The flurry of transactions as clubs look to stabilize their 30-man rosters before Opening Day has begun, which means perfectly
useful cromulent pulse-having relievers have been turned out on the metaphorical MLB streets. One such pulse-haver is Bryan Shaw, formerly of the Rockies and now, if Jon Heyman is to be believed, your Seattle Mariner:
Hear Bryan Shaw will be going to the Mariners after Rockies let him go— Jon Heyman (@JonHeyman) July 20, 2020
While remembering it’s entirely possible that Heyman typed “Mariners” when he meant to type “Marlins” or maybe “Hiroshima Toyo Carp,” it can be said with certainty that Shaw is no longer a Rockie (Rocky? This always bedevils me). Colorado also cut loose fellow veteran reliever Jake McGee, who each signed 3-year, $27M dollar deals with the club prior to the 2018 season. Both Shaw and McGee struggled last year for a Colorado bullpen that ranked 29th in the majors. The Rockies have been transparent regarding their desire to give some of their young up-and-coming bullpen arms reps—players like Yency Almonte, Tyler Kinley, Phillip Diehl, and our very own Old Friend James Pazos—in the hopes of turning that dismal performance around.
Which is what makes this transaction curious for the Mariners, who have their own collection of up-and-coming bullpen arms, as well as their own aged reliever to sop up late innings in Hirano. It’s difficult to project what the Mariners might see in the 32-year-old Shaw unless they think it’s a case of extreme COORS!ing, as the formerly steady Shaw has been nightmarish beneath the Purple Row. His average exit velocity allowed of 90 mph is in the bottom 10% of the league, which could be fine except his ground ball percentage has dipped to below 50% while in Colorado, as well. And while Shaw didn’t struggle as mightily with allowing barrels in 2019, in 2018 he had a double-digit barrel rate, bottom 4% in the league. That drop in barrel % in 2019 also coincided with a drop in strikeout percentage, dipping below 20%, while a relatively high walk rate stayed put.

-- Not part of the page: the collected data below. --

//! Analytics module for tubestats
//!
//! Provides the annual review of a channel:
//! - Annual stats (counts per type and month, live hours, category time)
//! - Special stats (longest stream, longest streak, busiest month, top categories)
//! - Review periods anchored at a fixed UTC offset
//!
//! Every computation is a pure function over a slice of [`VideoRecord`]s.
//! Accumulators live only for the duration of one call.
//!
//! [`VideoRecord`]: crate::types::VideoRecord

pub mod annual;
pub mod period;
pub mod special;

use chrono::{FixedOffset, Offset, Utc};
use std::collections::HashMap;
use std::hash::Hash;

pub use annual::{
    compute_annual_review_stats, compute_annual_review_stats_with, AnnualReview, AnnualStats,
    CategoryRatio, CategoryTime, MonthlyCategoryTime, MonthlyVideoCount, VideoCounts,
};
pub use period::ReviewPeriod;
pub use special::{
    compute_special_stats, compute_special_stats_with, CategoryShare, LiveStreak, LiveSummary,
    MonthActivity, SpecialStats,
};

/// Options shared by the review computations.
#[derive(Debug, Clone, Copy)]
pub struct ReviewOptions {
    /// Offset used to cut publish timestamps into calendar days and months
    pub utc_offset: FixedOffset,
}

impl Default for ReviewOptions {
    fn default() -> Self {
        Self {
            utc_offset: Utc.fix(),
        }
    }
}

impl ReviewOptions {
    pub fn with_offset(utc_offset: FixedOffset) -> Self {
        Self { utc_offset }
    }
}

/// Round half up, so `2.5 -> 3` and `-2.5 -> -2`.
pub fn round_half_up(value: f64) -> i64 {
    (value + 0.5).floor() as i64
}

/// Sums per key, remembering the order keys were first seen.
#[derive(Debug, Clone)]
pub(crate) struct Tally<K> {
    entries: Vec<(K, i64)>,
    index: HashMap<K, usize>,
}

impl<K> Default for Tally<K> {
    fn default() -> Self {
        Self {
            entries: Vec::new(),
            index: HashMap::new(),
        }
    }
}

impl<K: Eq + Hash + Clone> Tally<K> {
    pub(crate) fn add(&mut self, key: &K, amount: i64) {
        match self.index.get(key) {
            Some(&i) => {
                let total = &mut self.entries[i].1;
                *total = total.saturating_add(amount);
            }
            None => {
                self.index.insert(key.clone(), self.entries.len());
                self.entries.push((key.clone(), amount));
            }
        }
    }

    pub(crate) fn total(&self) -> i64 {
        self.entries
            .iter()
            .fold(0i64, |acc, (_, v)| acc.saturating_add(*v))
    }

    /// Entries in first-seen order.
    pub(crate) fn into_entries(self) -> Vec<(K, i64)> {
        self.entries
    }

    /// Entries by value, largest first; ties keep first-seen order.
    pub(crate) fn into_ranked(self) -> Vec<(K, i64)> {
        let mut entries = self.entries;
        entries.sort_by(|a, b| b.1.cmp(&a.1));
        entries
    }
}

#[cfg(test)]
mod tests {
    use super::*;

    #[test]
    fn test_round_half_up() {
        assert_eq!(round_half_up(2.5), 3);
        assert_eq!(round_half_up(2.49), 2);
        assert_eq!(round_half_up(0.0), 0);
        assert_eq!(round_half_up(-2.5), -2);
    }

    #[test]
    fn test_tally_keeps_first_seen_order_on_ties() {
        let mut tally = Tally::default();
        tally.add(&"b".to_string(), 10);
        tally.add(&"a".to_string(), 30);
        tally.add(&"c".to_string(), 30);
        tally.add(&"b".to_string(), 5);

        assert_eq!(tally.total(), 75);
        let ranked: Vec<_> = tally.clone().into_ranked();
        assert_eq!(ranked[0].0, "a");
        assert_eq!(ranked[1].0, "c");
        assert_eq!(ranked[2], ("b".to_string(), 15));

        let entries = tally.into_entries();
        assert_eq!(entries[0].0, "b");
    }
}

As our Jake Mailhot notes, as a cutter-slider-heavy pitcher, Shaw would be especially negatively influenced by his breaking balls changing shape, which makes perfect sense until you look at his home/road splits and note that while Shaw was rough at Coors, his numbers are even more brutal outside of it, at least in 2019 (2018 has similarly bad numbers, but more evenly distributed). That, combined with a significant loss of velocity on the cutter, does not forecast happy times ahead, regardless of park.
However, there is an area in which Shaw is exceptional: the movement on his slider, which has extreme horizontal break compared to the rest of the league. The pitch sweeps in on righties, leading to elevated strikeout rates against them, and yet, per Statcast, in 2019 Shaw threw the slider under 10% of the time, relying instead mostly on his cutter. That might be related to some problems he had dating back to his time in Cleveland with the slider, or it might be related to a few too many outcomes like this:
#Rockies Bryan Shaw on home run pitch: "A really bad slider."— Patrick Saunders (@psaundersdp) August 31, 2018
But the Mariners are known for taking broken relievers and shining them up new and fresh, and obviously someone in the analytics department or perhaps pitching mechanics guru Brian DeLunas sees something fixable in the pitch. A simple mechanical change followed by a change to his pitch mix, as the Mariners have done with other castoff relievers, might trigger better results. Looking at 2019, they can’t get much worse.
One final note—the Rockies are on the hook for Shaw’s prorated salary. If the Mariners do indeed sign Shaw—and remember, so far only Jon Heyman, who once did this in regards to Bryan Shaw, is reporting that—they’ll only need to give him the minimum prorated salary, making this an inexpensive gamble. (There is a pro-rated $9M vesting option in Shaw’s 2021 contract based on 2020 appearances but that no longer applies after his release). Meanwhile, the Mariners’ next set of bullpen arms can avoid some big-league mileage in a lost season. And the #QuestForKumar draws ever nearer.